[[ TASK MATERIAL, beginning ]]
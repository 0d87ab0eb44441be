//! Time-based scroll animation.
//!
//! A [`ScrollAnimation`] is a pure description of one transition: where it
//! started, where it is headed, when it started and how long it lasts.  The
//! owner samples it once per frame and writes the result to the scroll
//! offset; nothing here touches the offset directly.

use std::time::{Duration, Instant};

use super::easing::ease_out_quart;

/// Default duration of a programmatic scroll.
pub const DEFAULT_SCROLL_DURATION: Duration = Duration::from_millis(800);

/// Result of sampling an animation on a given frame.
#[derive(Debug, Clone, Copy, PartialEq)]
pub enum Frame {
    /// Still moving; write this offset and ask again next frame.
    Running(f64),
    /// Finished; this is exactly the target offset.
    Done(f64),
}

impl Frame {
    pub fn offset(self) -> f64 {
        match self {
            Frame::Running(v) | Frame::Done(v) => v,
        }
    }

    pub fn is_done(self) -> bool {
        matches!(self, Frame::Done(_))
    }
}

/// One eased transition of the scroll offset from `from` to `to`.
#[derive(Debug, Clone, Copy)]
pub struct ScrollAnimation {
    from: f64,
    to: f64,
    started_at: Instant,
    duration: Duration,
}

impl ScrollAnimation {
    pub fn new(from: f64, to: f64, started_at: Instant, duration: Duration) -> Self {
        Self {
            from,
            to,
            started_at,
            duration,
        }
    }

    pub fn target(&self) -> f64 {
        self.to
    }

    /// Normalised progress in `[0, 1]` at `now`.
    pub fn progress(&self, now: Instant) -> f64 {
        if self.duration.is_zero() {
            return 1.0;
        }
        let elapsed = now.saturating_duration_since(self.started_at);
        (elapsed.as_secs_f64() / self.duration.as_secs_f64()).min(1.0)
    }

    /// Sample the offset for the frame drawn at `now`.
    ///
    /// The last frame reports the target itself rather than the
    /// interpolated value, so no rounding residue survives the animation.
    pub fn sample(&self, now: Instant) -> Frame {
        let progress = self.progress(now);
        if progress >= 1.0 {
            return Frame::Done(self.to);
        }
        let eased = ease_out_quart(progress);
        Frame::Running(self.from + (self.to - self.from) * eased)
    }
}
[[ TASK MATERIAL, end ]]
* TASK ITEM *
Within the data above, find the lines that contain the word "this" and copy each of them.

* YOUR RESPONSE *
    /// Still moving; write this offset and ask again next frame.
    /// Finished; this is exactly the target offset.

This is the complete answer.